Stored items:

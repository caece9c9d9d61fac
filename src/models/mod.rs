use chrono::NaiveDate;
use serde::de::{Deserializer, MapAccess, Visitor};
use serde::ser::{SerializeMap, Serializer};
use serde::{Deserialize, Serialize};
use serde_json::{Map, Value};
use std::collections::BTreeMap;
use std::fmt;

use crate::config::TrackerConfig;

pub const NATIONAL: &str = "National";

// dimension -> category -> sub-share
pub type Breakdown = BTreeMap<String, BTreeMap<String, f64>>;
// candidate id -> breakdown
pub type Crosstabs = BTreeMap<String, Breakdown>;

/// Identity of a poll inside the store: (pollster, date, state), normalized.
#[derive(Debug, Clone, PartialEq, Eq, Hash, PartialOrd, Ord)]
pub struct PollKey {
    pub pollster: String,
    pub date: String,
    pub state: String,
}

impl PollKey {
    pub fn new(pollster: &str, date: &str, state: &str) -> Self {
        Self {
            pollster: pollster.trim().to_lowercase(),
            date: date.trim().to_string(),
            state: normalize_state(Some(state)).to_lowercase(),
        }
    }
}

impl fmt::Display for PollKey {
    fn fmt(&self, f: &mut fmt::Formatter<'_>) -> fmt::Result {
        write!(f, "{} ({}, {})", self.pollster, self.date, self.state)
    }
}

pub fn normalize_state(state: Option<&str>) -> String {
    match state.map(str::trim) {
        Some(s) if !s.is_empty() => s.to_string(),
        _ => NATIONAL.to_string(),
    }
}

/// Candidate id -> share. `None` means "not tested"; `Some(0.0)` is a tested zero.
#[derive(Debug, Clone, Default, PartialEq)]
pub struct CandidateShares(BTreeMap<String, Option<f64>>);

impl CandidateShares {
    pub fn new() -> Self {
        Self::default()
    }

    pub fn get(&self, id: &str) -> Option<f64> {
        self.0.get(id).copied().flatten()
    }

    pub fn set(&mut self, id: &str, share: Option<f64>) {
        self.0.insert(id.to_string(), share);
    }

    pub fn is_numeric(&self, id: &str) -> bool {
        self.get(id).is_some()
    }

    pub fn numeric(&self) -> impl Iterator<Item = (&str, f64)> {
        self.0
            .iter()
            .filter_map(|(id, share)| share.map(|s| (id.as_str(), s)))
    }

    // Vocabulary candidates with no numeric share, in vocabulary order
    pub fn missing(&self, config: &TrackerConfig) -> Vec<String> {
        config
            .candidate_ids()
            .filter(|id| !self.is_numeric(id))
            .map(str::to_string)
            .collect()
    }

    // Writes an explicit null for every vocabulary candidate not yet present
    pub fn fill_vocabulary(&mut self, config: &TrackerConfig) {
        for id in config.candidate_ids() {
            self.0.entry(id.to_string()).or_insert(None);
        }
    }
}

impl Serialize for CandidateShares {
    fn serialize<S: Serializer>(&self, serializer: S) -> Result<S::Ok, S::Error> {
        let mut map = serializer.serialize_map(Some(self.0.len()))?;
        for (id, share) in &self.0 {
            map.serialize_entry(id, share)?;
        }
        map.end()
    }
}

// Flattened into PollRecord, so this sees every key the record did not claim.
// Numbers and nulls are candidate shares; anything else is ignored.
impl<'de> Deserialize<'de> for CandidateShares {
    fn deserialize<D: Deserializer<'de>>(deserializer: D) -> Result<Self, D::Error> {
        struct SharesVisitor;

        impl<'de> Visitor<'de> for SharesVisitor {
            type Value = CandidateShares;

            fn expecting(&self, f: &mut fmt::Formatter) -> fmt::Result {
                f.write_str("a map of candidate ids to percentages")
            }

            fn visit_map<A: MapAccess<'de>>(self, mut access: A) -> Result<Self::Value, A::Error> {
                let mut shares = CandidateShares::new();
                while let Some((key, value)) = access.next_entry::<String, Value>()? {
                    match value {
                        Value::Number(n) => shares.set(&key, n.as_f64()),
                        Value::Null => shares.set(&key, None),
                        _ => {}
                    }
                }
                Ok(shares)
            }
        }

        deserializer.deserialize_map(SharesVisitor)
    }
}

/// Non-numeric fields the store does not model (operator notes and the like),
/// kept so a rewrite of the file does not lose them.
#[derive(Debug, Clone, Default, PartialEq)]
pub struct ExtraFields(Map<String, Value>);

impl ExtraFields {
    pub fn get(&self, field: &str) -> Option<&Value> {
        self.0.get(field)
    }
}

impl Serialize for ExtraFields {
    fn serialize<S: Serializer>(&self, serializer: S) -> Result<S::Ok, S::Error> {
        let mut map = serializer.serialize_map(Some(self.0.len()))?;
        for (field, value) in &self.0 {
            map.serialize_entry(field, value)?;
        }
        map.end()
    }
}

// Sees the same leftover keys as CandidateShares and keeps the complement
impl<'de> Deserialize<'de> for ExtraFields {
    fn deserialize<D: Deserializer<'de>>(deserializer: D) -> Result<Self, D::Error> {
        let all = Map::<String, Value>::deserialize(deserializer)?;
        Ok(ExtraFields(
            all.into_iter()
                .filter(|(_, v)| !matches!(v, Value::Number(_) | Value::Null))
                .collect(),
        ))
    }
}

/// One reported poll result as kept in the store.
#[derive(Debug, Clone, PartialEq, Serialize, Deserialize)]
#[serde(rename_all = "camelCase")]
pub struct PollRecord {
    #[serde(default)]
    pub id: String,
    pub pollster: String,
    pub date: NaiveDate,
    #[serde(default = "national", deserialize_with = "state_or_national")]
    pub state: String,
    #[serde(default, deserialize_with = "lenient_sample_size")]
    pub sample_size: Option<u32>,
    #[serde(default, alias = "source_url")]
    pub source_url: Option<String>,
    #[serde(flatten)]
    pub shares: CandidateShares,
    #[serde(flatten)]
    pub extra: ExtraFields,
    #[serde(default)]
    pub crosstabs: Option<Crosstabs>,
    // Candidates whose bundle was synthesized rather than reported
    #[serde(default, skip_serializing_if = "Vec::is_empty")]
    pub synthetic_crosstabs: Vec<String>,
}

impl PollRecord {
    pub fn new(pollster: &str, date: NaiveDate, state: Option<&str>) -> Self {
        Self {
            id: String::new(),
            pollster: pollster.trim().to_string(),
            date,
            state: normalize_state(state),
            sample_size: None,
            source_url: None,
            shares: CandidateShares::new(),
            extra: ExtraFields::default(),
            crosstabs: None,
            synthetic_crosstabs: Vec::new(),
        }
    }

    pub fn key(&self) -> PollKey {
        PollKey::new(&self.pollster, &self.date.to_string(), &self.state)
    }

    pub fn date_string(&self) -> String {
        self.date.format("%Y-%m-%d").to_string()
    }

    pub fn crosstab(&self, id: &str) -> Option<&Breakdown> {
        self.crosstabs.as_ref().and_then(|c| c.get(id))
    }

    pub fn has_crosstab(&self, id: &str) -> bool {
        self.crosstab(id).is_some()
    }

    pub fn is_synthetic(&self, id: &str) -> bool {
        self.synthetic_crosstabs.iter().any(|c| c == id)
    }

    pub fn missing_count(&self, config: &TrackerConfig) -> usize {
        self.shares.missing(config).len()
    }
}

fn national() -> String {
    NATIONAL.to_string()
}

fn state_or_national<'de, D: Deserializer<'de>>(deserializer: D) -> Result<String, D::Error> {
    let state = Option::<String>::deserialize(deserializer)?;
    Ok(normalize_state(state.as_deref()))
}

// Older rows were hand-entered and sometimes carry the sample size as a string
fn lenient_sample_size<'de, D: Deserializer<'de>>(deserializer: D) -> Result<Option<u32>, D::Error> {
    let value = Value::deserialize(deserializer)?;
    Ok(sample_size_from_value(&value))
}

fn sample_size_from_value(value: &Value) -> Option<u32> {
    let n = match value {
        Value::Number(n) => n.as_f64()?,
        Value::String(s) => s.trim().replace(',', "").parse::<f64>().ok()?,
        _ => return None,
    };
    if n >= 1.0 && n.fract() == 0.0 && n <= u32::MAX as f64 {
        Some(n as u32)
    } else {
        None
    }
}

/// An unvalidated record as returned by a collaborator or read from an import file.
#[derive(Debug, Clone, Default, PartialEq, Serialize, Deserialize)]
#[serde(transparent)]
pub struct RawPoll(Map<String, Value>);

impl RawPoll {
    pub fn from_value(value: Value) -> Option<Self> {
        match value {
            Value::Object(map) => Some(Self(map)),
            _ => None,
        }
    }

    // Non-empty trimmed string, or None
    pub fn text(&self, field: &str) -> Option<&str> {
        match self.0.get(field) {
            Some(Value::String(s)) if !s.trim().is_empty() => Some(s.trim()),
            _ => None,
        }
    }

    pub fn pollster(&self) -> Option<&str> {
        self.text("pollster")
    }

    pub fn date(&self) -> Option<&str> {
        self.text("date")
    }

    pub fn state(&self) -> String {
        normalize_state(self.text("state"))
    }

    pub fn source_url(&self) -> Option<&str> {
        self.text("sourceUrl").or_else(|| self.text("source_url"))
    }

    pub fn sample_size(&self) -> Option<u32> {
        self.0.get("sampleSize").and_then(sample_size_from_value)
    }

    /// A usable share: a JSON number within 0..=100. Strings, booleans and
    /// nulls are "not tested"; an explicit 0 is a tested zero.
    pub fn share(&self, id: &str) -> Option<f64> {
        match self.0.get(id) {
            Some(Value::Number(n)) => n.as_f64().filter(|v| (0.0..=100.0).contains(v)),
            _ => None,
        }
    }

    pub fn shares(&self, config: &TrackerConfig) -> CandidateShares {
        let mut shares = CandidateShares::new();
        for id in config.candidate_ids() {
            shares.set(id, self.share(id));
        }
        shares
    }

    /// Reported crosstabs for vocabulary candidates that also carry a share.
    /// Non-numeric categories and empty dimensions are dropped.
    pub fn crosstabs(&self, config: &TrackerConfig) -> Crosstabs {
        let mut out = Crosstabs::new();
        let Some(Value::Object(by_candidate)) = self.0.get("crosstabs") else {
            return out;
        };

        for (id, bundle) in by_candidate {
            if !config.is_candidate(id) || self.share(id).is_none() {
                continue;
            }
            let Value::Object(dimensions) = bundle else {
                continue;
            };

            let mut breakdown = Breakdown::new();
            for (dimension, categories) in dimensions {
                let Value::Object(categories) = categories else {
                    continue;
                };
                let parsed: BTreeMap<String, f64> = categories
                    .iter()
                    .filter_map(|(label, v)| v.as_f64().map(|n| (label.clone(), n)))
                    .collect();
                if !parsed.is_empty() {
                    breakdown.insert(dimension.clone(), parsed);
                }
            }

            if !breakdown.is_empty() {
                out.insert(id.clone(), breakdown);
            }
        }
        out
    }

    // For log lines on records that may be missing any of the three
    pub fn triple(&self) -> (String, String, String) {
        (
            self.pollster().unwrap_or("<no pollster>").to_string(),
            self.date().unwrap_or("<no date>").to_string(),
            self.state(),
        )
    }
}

> [ABOUT THIS TASK]
An exact copy of the entries from the line containing "v.as_f64().map(|n| (label.clone(), n)))" through the last line is the expected answer.

> [RESULT OF THIS TASK]
                    .filter_map(|(label, v)| v.as_f64().map(|n| (label.clone(), n)))
                    .collect();
                if !parsed.is_empty() {
                    breakdown.insert(dimension.clone(), parsed);
                }
            }

            if !breakdown.is_empty() {
                out.insert(id.clone(), breakdown);
            }
        }
        out
    }

    // For log lines on records that may be missing any of the three
    pub fn triple(&self) -> (String, String, String) {
        (
            self.pollster().unwrap_or("<no pollster>").to_string(),
            self.date().unwrap_or("<no date>").to_string(),
            self.state(),
        )
    }
}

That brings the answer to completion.